Escritora
La herida de la navaja
El estrés del temor facilitó el derrumbe de la democracia. Décadas después, el mismo guion está siendo reproducido por el populismo conservador
Los Mossos niegan que el crimen de Esplugues sea un ataque terrorista y apuntan a un brote psicótico

Concentración de familiares y amigos de la víctima asesinada el sábado en Esplugues, rinden homenaje en el barrio de Finestrelles, donde se produjo el fatal incidente. / Jordi Cotrina / EPC
Lo sabía bien Federico García Lorca, el daño de una navaja es más profundo que la herida. El mal supera al cuerpo y la sangre permea la tierra donde brota nueva inquina. La coincidencia de dos crímenes recientes en Catalunya y la utilización de ambos ha elevado el grado de alarma social. La sangre de las víctimas merece ser llorada y será positiva cualquier medida adicional para reducir la criminalidad en las calles. Pero el dolor no puede llevarnos a negar el esfuerzo que se está haciendo, a despreciar los datos que prueban el descenso de las agresiones con arma blanca ni a ignorar que la exacerbación del miedo es un instrumento político.

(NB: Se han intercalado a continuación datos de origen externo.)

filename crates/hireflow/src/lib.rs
//! Client core for the job board: session handling, job browsing and posting, and the
//! application status workflow with its cached read-models.

pub mod api;
pub mod config;
pub mod error;
pub mod telemetry;
pub mod workflows;
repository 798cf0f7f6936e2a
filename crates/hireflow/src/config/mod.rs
use std::env;
use std::fmt;
use std::net::{IpAddr, SocketAddr};
use std::time::Duration;

use url::Url;

pub const DEFAULT_API_URL: &str = "http://localhost:3001/api";

/// Distinguishes runtime behavior for different stages of the client.
#[derive(Debug, Clone, Copy, PartialEq, Eq)]
pub enum AppEnvironment {
    Development,
    Test,
    Production,
}

impl AppEnvironment {
    fn from_str(value: &str) -> Self {
        match value.trim().to_ascii_lowercase().as_str() {
            "prod" | "production" => Self::Production,
            "test" | "ci" => Self::Test,
            _ => Self::Development,
        }
    }
}

/// Top-level configuration for the client and the bundled sandbox API.
#[derive(Debug, Clone)]
pub struct AppConfig {
    pub environment: AppEnvironment,
    pub api: ApiConfig,
    pub server: ServerConfig,
    pub telemetry: TelemetryConfig,
}

impl AppConfig {
    pub fn load() -> Result<Self, ConfigError> {
        dotenvy::dotenv().ok();

        let environment = AppEnvironment::from_str(
            &env::var("APP_ENV").unwrap_or_else(|_| "development".to_string()),
        );

        let base_url = env::var("HIREFLOW_API_URL").unwrap_or_else(|_| DEFAULT_API_URL.to_string());
        let request_timeout = env::var("HIREFLOW_REQUEST_TIMEOUT_SECS")
            .unwrap_or_else(|_| "30".to_string())
            .parse::<u64>()
            .ok()
            .filter(|secs| *secs > 0)
            .map(Duration::from_secs)
            .ok_or(ConfigError::InvalidTimeout)?;

        let host = env::var("APP_HOST").unwrap_or_else(|_| "127.0.0.1".to_string());
        let port = env::var("APP_PORT")
            .unwrap_or_else(|_| "3001".to_string())
            .parse::<u16>()
            .map_err(|_| ConfigError::InvalidPort)?;

        let log_level = env::var("APP_LOG_LEVEL").unwrap_or_else(|_| "info".to_string());

        Ok(Self {
            environment,
            api: ApiConfig::new(&base_url, request_timeout)?,
            server: ServerConfig { host, port },
            telemetry: TelemetryConfig { log_level },
        })
    }
}

/// Where the job-board API lives and how long a single request may take.
#[derive(Debug, Clone)]
pub struct ApiConfig {
    pub base_url: Url,
    pub request_timeout: Duration,
}

impl ApiConfig {
    pub fn new(base_url: &str, request_timeout: Duration) -> Result<Self, ConfigError> {
        let mut base_url = Url::parse(base_url.trim()).map_err(|source| {
            ConfigError::InvalidApiUrl {
                value: base_url.to_string(),
                source,
            }
        })?;

        // Url::join drops the last path segment unless the base ends with a slash.
        if !base_url.path().ends_with('/') {
            let path = format!("{}/", base_url.path());
            base_url.set_path(&path);
        }

        Ok(Self {
            base_url,
            request_timeout,
        })
    }
}

/// Settings controlling the sandbox HTTP server binding.
#[derive(Debug, Clone)]
pub struct ServerConfig {
    pub host: String,
    pub port: u16,
}

impl ServerConfig {
    pub fn socket_addr(&self) -> Result<SocketAddr, ConfigError> {
        if self.host.eq_ignore_ascii_case("localhost") {
            return Ok(SocketAddr::new(IpAddr::from([127, 0, 0, 1]), self.port));
        }

        let ip: IpAddr = self
            .host
            .parse()
            .map_err(|source| ConfigError::InvalidHost { source })?;

        Ok(SocketAddr::new(ip, self.port))
    }
}

/// Tracing controls.
#[derive(Debug, Clone)]
pub struct TelemetryConfig {
    pub log_level: String,
}

#[derive(Debug)]
pub enum ConfigError {
    InvalidPort,
    InvalidTimeout,
    InvalidHost { source: std::net::AddrParseError },
    InvalidApiUrl { value: String, source: url::ParseError },
}

impl fmt::Display for ConfigError {
    fn fmt(&self, f: &mut fmt::Formatter<'_>) -> fmt::Result {
        match self {
            ConfigError::InvalidPort => write!(f, "APP_PORT must be a valid u16"),
            ConfigError::InvalidTimeout => {
                write!(f, "HIREFLOW_REQUEST_TIMEOUT_SECS must be a positive integer")
            }
            ConfigError::InvalidHost { .. } => {
                write!(f, "APP_HOST must parse to an IPv4 or IPv6 address")
            }
            ConfigError::InvalidApiUrl { value, .. } => {
                write!(f, "HIREFLOW_API_URL '{value}' is not an absolute URL")
            }
        }
    }
}

impl std::error::Error for ConfigError {
    fn source(&self) -> Option<&(dyn std::error::Error + 'static)> {
        match self {
            ConfigError::InvalidPort | ConfigError::InvalidTimeout => None,
            ConfigError::InvalidHost { source } => Some(source),
            ConfigError::InvalidApiUrl { source, .. } => Some(source),
        }
    }
}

Todo está escrito. El psicoanalista británico Roger Money-Kyrle viajó a Alemania en 1932 para escuchar los discursos de Hitler y Goebbels. Anotó que la estructura de las alocuciones era siempre la misma. Primero se alimentaba el miedo, la vulnerabilidad y la vergüenza dibujando una realidad insoportable: la ley y el orden quebrados, una profunda crisis económica y una Alemania humillada. Cuando el público ya estaba deprimido, se señalaba a los judíos y los socialdemócratas como traidores y al partido nazi como la salvación. La inseguridad ciudadana también era un argumento central. Se magnificaban los delitos y se llegaron a provocar peleas callejeras. El estrés del temor facilitó el derrumbe de la democracia. Décadas después, el mismo guion está siendo reproducido por el populismo conservador.

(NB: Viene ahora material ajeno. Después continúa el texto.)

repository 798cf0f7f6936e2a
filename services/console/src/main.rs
use hireflow_console::run;

#[tokio::main]
async fn main() {
    if let Err(err) = run().await {
        eprintln!("application error: {}", err.user_message());
        std::process::exit(1);
    }
}
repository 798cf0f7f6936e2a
pub(crate) mod common;
use crate::api::ApiError;
use crate::config::ConfigError;
use crate::telemetry::TelemetryError;
use crate::workflows::WorkflowError;
use std::fmt;

#[derive(Debug)]
pub enum AppError {
    Config(ConfigError),
    Telemetry(TelemetryError),
    Io(std::io::Error),
    Api(ApiError),
    Workflow(WorkflowError),
}

impl AppError {
    /// Message for a terminal user. Workflow failures use their user-facing text.
    pub fn user_message(&self) -> String {
        match self {
            AppError::Workflow(err) => err.user_message(),
            other => other.to_string(),
        }
    }
}

impl fmt::Display for AppError {
    fn fmt(&self, f: &mut fmt::Formatter<'_>) -> fmt::Result {
        match self {
            AppError::Config(err) => write!(f, "configuration error: {}", err),
            AppError::Telemetry(err) => write!(f, "telemetry error: {}", err),
            AppError::Io(err) => write!(f, "io error: {}", err),
            AppError::Api(err) => write!(f, "api error: {}", err),
            AppError::Workflow(err) => write!(f, "workflow error: {}", err),
        }
    }
}

impl std::error::Error for AppError {
    fn source(&self) -> Option<&(dyn std::error::Error + 'static)> {
        match self {
            AppError::Config(err) => Some(err),
            AppError::Telemetry(err) => Some(err),
            AppError::Io(err) => Some(err),
            AppError::Api(err) => Some(err),
            AppError::Workflow(err) => Some(err),
        }
    }
}

impl From<ConfigError> for AppError {
    fn from(value: ConfigError) -> Self {
        Self::Config(value)
    }
}

impl From<TelemetryError> for AppError {
    fn from(value: TelemetryError) -> Self {
        Self::Telemetry(value)
    }
}

impl From<std::io::Error> for AppError {
    fn from(value: std::io::Error) -> Self {
        Self::Io(value)
    }
}

impl From<ApiError> for AppError {
    fn from(value: ApiError) -> Self {
        Self::Api(value)
    }
}

impl From<WorkflowError> for AppError {
    fn from(value: WorkflowError) -> Self {
        Self::Workflow(value)
    }
}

No es casualidad que las redes se poblaran de bulos ante los dos asesinatos recientes. En el relato del primero, la víctima pasó de tener 42 años a ser menor y se aludía a un supuesto grito yihadista del agresor. Ese grito no existió, y los Mossos han descartado cualquier vinculación terrorista. Tampoco el agresor del segundo crimen era un ‘mena robando’. Era un menor, sí, un joven colombiano que apuñaló al ladrón que le atacó. La verdad no minimiza los dos asesinatos, pero es importante ser conscientes de la mentira. Al menos, que el daño de la navaja no siga extendiéndose.